Kimberley cliff boronia
- Conservation status: Priority One — Poorly Known Taxa (DEC)

Scientific classification
- Kingdom: Plantae
- Clade: Tracheophytes
- Clade: Angiosperms
- Clade: Eudicots
- Clade: Rosids
- Order: Sapindales
- Family: Rutaceae
- Genus: Boronia
- Species: B. cremnophila
- Binomial name: Boronia cremnophila R.L.Barrett, M.D.Barrett & Duretto

= Boronia cremnophila =

- Authority: R.L.Barrett, M.D.Barrett & Duretto
- Conservation status: P1

Species of flowering plant

Boronia cremnophila, commonly known as the Kimberley cliff boronia, is a plant in the citrus family, Rutaceae and is endemic to a small area in the Kimberley region of Western Australia. It is an erect or spreading shrub with both simple, and trifoliate leaves, and white sepals and petals, the sepals larger than the petals.

==Description==
Boronia cremnophila is an erect or spreading shrub that grows to about 80 cm high and 100 cm wide. It has both simple and trifoliate leaves but mostly trifoliate. The end leaflet is 6-18 mm long and 1.5-3 mm wide and the side leaflets are shorter. The flowers are white and are borne singly on a pedicel about 1 mm long. The four sepals are narrow triangular, white with pale green tips, 3.5-4.5 mm long and 1-1.5 mm wide, larger than the petals and hairy. The four petals are white with a pinkish base, 3-3.5 mm long and 0.5-1.0 mm wide and hairy. The eight stamens are hairy with those nearest the petals slightly longer than those near the sepals.

==Taxonomy and naming==
Boronia cremnophila was first formally described in 2015 by Russell Barrett, Matthew Barrett and Marco Duretto and the description was published in Nuytsia from a specimen collected near Mount Elizabeth Station. The specific epithet (cremnophila) is said to be derived from the Latin cremnos meaning 'cliff' and -philus 'loving', alluding to the cliff-dwelling habitat of this species. In classical and botanical Latin, scopulus is used for 'cliff'. Krēmnos (κρημνός) is the word for 'cliff' in ancient Greek.

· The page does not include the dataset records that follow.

//! Notification rows: written inside the like/favorite transactions, read by
//! the inbox.

use async_trait::async_trait;
use ri_core::error::{AppError, Result};
use ri_core::models::{InteractionNotification, NotificationKind};
use ri_core::traits::NotificationRepo;
use sqlx::sqlite::SqliteRow;
use sqlx::{Row, Sqlite, Transaction};
use uuid::Uuid;

use crate::{blob_to_uuid, db_err, uuid_to_blob, SqliteStore};

pub(crate) async fn insert_notification(
    tx: &mut Transaction<'_, Sqlite>,
    n: &InteractionNotification,
) -> Result<()> {
    sqlx::query(
        "INSERT INTO interaction_notifications (id, recipient_user_id, article_id, folder_id, kind, payload, is_read, created_at)
         VALUES (?, ?, ?, ?, ?, ?, ?, ?)",
    )
    .bind(uuid_to_blob(n.id))
    .bind(&n.recipient_user_id)
    .bind(n.article_id)
    .bind(n.folder_id.map(uuid_to_blob))
    .bind(n.kind.as_str())
    .bind(serde_json::to_string(&n.payload)?)
    .bind(n.is_read)
    .bind(n.created_at)
    .execute(&mut **tx)
    .await
    .map_err(db_err)?;
    Ok(())
}

fn notification_from_row(row: &SqliteRow) -> Result<InteractionNotification> {
    let kind: String = row.try_get("kind").map_err(db_err)?;
    let folder_id: Option<Vec<u8>> = row.try_get("folder_id").map_err(db_err)?;
    let payload: String = row.try_get("payload").map_err(db_err)?;
    Ok(InteractionNotification {
        id: blob_to_uuid(row.try_get::<Vec<u8>, _>("id").map_err(db_err)?.as_slice()),
        recipient_user_id: row.try_get("recipient_user_id").map_err(db_err)?,
        article_id: row.try_get("article_id").map_err(db_err)?,
        folder_id: folder_id.as_deref().map(blob_to_uuid),
        kind: NotificationKind::parse(&kind)
            .ok_or_else(|| AppError::Internal(format!("unknown notification kind '{kind}'")))?,
        payload: serde_json::from_str(&payload).unwrap_or_default(),
        is_read: row.try_get("is_read").map_err(db_err)?,
        created_at: row.try_get("created_at").map_err(db_err)?,
    })
}

#[async_trait]
impl NotificationRepo for SqliteStore {
    async fn list_notifications(
        &self,
        recipient_user_id: &str,
        unread_only: bool,
        limit: i64,
    ) -> Result<Vec<InteractionNotification>> {
        let sql = if unread_only {
            "SELECT * FROM interaction_notifications WHERE recipient_user_id = ? AND is_read = 0
             ORDER BY created_at DESC, id DESC LIMIT ?"
        } else {
            "SELECT * FROM interaction_notifications WHERE recipient_user_id = ?
             ORDER BY created_at DESC, id DESC LIMIT ?"
        };
        sqlx::query(sql)
            .bind(recipient_user_id)
            .bind(limit)
            .fetch_all(&self.pool)
            .await
            .map_err(db_err)?
            .iter()
            .map(notification_from_row)
            .collect()
    }

    async fn mark_notification_read(&self, recipient_user_id: &str, id: Uuid) -> Result<bool> {
        let updated = sqlx::query(
            "UPDATE interaction_notifications SET is_read = 1 WHERE id = ? AND recipient_user_id = ?",
        )
        .bind(uuid_to_blob(id))
        .bind(recipient_user_id)
        .execute(&self.pool)
        .await
        .map_err(db_err)?
        .rows_affected();
        Ok(updated > 0)
    }

    async fn count_unread(&self, recipient_user_id: &str) -> Result<i64> {
        sqlx::query_scalar(
            "SELECT COUNT(*) FROM interaction_notifications WHERE recipient_user_id = ? AND is_read = 0",
        )
        .bind(recipient_user_id)
        .fetch_one(&self.pool)
        .await
        .map_err(db_err)
    }
}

==Distribution and habitat==
This boronia grows is only known from a few locations near the Mount Elizabeth Station homestead where it grows in vertical rock fissures on small sandstone cliffs.

==Conservation==
Boronia cremnophila is classified as "Priority One" by the Government of Western Australia Department of Parks and Wildlife, meaning that it is known from only one or a few locations which are potentially at risk.